» What you have to do: Only the lines below from the one containing "filename src/lib.rs" to the one containing "pub mod state;" should be repeated, both included and unchanged.
----
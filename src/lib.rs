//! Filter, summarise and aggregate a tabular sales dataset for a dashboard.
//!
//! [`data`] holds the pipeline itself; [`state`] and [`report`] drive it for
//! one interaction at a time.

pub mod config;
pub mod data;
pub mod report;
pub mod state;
----
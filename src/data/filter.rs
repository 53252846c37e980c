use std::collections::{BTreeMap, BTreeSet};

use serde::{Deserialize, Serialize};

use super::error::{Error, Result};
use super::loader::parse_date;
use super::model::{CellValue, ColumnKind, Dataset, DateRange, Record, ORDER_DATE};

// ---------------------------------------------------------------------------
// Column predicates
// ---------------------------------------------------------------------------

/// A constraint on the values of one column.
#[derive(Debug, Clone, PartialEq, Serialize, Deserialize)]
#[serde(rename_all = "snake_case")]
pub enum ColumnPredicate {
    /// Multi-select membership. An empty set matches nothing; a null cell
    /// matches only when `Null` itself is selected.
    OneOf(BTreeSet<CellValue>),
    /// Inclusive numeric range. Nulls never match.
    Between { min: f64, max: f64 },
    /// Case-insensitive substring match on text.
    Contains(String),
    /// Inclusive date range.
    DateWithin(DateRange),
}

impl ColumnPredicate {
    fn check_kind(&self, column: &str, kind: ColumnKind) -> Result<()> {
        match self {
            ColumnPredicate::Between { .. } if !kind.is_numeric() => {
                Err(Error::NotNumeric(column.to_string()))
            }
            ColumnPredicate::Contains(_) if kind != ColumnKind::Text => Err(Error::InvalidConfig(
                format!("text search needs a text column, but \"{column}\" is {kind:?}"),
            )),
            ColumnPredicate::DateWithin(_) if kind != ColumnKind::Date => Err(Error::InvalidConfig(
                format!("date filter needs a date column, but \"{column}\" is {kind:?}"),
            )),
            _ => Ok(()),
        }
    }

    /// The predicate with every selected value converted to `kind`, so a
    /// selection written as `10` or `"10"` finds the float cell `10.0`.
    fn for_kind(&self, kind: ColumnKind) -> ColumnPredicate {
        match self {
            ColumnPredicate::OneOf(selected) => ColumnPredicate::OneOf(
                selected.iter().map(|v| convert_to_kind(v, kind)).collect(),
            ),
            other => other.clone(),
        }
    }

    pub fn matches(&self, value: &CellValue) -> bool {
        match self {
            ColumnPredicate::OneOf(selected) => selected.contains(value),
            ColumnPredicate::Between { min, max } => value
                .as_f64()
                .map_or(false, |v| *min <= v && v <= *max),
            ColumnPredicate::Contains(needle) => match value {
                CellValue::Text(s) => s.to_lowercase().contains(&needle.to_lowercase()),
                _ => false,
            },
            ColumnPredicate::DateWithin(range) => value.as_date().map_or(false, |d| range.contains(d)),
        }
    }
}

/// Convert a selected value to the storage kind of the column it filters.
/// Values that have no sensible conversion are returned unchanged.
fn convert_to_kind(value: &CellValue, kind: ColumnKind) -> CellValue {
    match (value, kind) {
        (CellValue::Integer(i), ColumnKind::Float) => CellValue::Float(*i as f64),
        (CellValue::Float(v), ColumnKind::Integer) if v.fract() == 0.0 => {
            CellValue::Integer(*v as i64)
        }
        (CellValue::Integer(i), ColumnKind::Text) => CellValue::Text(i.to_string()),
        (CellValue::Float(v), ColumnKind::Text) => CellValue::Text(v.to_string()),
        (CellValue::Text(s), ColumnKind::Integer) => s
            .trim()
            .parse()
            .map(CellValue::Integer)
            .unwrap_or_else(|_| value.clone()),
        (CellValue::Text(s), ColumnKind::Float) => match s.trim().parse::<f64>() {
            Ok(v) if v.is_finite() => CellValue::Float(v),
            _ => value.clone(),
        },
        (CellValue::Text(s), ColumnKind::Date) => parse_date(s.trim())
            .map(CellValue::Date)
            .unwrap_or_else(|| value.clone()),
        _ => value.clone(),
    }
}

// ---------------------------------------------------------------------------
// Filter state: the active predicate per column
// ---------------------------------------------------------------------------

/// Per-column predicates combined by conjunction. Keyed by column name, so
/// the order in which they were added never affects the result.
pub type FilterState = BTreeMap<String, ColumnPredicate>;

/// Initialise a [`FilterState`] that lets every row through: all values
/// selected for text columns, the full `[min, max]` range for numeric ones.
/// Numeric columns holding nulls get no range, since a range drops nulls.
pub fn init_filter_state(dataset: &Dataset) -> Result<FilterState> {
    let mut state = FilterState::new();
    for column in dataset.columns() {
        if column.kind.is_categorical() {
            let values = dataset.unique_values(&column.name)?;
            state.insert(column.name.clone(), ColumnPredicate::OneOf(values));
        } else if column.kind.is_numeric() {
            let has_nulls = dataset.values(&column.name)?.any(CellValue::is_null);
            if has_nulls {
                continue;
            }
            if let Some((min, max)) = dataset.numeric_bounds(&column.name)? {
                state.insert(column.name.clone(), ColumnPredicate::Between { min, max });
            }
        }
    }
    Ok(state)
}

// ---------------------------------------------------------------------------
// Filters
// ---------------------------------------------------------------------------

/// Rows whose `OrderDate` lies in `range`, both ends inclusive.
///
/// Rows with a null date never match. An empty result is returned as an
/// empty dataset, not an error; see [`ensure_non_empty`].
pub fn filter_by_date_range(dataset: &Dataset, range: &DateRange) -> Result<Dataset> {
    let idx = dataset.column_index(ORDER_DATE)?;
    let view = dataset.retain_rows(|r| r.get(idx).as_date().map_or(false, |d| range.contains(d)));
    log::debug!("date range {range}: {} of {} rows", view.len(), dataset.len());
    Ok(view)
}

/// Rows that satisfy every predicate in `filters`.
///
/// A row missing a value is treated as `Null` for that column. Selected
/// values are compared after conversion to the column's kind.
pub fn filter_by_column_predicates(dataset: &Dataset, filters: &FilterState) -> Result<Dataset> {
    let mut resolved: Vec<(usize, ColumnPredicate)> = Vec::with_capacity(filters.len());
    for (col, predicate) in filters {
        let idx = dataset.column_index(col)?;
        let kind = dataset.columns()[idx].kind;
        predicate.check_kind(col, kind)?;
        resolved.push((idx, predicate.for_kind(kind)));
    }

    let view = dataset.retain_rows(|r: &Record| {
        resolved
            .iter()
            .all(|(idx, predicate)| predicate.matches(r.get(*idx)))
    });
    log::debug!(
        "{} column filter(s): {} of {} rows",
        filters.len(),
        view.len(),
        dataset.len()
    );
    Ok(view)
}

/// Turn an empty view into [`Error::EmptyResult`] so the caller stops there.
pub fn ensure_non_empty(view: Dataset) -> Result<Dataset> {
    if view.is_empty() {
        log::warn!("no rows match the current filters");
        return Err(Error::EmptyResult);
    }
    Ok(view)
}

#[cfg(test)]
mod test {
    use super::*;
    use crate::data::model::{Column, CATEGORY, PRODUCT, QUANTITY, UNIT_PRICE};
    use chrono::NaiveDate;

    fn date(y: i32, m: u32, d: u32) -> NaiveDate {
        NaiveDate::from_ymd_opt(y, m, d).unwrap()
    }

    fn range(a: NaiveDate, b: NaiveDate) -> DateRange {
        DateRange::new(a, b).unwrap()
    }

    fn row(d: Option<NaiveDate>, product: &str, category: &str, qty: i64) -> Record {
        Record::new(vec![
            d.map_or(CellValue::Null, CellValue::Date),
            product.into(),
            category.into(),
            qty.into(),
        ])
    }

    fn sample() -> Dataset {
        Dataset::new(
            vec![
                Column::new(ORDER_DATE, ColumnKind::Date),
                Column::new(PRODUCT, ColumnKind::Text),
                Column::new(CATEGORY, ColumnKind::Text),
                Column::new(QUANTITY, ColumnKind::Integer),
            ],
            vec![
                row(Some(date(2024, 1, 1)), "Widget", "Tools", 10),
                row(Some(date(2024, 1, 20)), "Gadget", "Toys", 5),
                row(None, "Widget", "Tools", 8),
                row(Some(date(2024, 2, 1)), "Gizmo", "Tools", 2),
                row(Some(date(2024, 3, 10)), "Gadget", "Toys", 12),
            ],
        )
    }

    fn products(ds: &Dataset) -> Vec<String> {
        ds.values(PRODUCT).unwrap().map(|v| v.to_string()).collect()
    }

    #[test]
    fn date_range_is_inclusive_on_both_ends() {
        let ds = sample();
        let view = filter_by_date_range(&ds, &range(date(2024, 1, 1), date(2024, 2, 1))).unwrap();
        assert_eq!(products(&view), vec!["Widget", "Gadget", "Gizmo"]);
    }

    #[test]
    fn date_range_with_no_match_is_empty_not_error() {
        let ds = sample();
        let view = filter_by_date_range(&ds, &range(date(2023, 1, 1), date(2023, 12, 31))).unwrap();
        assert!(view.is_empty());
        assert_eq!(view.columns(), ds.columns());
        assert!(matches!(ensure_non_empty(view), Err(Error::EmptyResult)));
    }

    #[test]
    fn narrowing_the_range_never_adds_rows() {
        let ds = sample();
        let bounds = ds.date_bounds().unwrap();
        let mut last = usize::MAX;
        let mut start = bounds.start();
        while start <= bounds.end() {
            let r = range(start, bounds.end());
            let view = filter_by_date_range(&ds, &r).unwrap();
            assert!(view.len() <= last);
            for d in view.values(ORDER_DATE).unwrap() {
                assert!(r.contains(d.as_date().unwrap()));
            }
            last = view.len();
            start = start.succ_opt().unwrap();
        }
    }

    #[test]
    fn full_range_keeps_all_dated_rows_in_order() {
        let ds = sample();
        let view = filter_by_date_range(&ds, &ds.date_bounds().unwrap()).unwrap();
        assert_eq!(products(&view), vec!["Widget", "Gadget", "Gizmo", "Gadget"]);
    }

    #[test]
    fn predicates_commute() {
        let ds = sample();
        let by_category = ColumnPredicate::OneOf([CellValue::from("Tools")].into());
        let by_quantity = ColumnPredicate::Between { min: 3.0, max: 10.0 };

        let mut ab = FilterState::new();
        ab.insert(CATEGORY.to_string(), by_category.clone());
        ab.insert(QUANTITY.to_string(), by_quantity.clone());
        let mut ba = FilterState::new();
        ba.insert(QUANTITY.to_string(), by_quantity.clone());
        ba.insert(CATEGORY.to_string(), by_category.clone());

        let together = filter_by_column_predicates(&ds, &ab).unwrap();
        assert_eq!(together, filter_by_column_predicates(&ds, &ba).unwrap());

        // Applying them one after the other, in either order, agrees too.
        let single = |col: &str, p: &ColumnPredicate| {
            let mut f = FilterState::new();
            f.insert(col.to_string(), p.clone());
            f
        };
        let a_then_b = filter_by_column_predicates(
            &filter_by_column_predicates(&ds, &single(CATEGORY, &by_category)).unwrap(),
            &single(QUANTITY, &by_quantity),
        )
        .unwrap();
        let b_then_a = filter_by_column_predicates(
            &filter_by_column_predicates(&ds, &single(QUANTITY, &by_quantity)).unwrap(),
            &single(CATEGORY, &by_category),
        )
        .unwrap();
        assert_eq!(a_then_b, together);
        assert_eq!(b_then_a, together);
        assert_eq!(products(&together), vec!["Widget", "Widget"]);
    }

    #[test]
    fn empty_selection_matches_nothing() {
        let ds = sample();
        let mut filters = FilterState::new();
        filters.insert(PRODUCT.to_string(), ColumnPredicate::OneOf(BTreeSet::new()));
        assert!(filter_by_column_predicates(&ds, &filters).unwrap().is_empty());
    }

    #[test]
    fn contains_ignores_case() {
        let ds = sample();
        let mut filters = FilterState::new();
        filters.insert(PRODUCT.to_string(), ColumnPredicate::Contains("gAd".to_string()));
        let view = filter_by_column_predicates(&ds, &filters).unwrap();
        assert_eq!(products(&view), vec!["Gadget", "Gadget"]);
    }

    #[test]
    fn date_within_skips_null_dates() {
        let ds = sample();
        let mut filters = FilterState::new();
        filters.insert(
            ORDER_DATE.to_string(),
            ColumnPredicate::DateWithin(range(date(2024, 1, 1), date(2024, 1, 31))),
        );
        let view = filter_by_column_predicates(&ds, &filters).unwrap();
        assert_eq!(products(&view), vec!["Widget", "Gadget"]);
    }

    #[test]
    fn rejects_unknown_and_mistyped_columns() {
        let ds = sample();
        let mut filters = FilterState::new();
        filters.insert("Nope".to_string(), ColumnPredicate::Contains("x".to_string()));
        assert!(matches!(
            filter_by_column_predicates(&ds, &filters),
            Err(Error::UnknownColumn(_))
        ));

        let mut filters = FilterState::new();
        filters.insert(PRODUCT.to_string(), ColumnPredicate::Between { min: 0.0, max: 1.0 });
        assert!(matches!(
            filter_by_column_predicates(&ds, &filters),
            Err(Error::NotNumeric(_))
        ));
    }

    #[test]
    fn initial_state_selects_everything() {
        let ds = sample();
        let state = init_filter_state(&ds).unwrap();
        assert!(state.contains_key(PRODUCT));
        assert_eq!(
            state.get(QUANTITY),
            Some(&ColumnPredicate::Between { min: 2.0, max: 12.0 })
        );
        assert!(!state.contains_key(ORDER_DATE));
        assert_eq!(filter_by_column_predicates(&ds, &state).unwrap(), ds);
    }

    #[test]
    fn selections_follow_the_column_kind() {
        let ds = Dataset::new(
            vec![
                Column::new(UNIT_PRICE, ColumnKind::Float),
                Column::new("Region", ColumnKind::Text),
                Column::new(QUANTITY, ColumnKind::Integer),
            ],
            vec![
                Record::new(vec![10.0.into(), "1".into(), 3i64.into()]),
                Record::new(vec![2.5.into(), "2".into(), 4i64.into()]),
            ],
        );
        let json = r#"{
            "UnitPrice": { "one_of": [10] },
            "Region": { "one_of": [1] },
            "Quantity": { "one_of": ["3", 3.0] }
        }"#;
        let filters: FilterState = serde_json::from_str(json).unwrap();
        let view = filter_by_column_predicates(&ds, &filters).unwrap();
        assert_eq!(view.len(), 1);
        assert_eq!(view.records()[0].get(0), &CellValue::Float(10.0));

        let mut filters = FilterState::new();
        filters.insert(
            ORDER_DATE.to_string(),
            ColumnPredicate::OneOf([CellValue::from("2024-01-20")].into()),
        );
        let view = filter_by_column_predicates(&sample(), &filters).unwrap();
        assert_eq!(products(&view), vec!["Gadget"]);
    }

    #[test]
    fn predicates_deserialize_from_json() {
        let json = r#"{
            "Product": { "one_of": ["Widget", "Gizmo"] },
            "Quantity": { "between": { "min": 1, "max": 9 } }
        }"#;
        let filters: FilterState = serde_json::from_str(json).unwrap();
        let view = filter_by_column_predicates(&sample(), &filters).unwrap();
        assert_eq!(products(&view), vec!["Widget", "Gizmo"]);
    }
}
----
» Result for this task:
filename src/lib.rs
//! Filter, summarise and aggregate a tabular sales dataset for a dashboard.
//!
//! [`data`] holds the pipeline itself; [`state`] and [`report`] drive it for
//! one interaction at a time.

pub mod config;
pub mod data;
pub mod report;
pub mod state;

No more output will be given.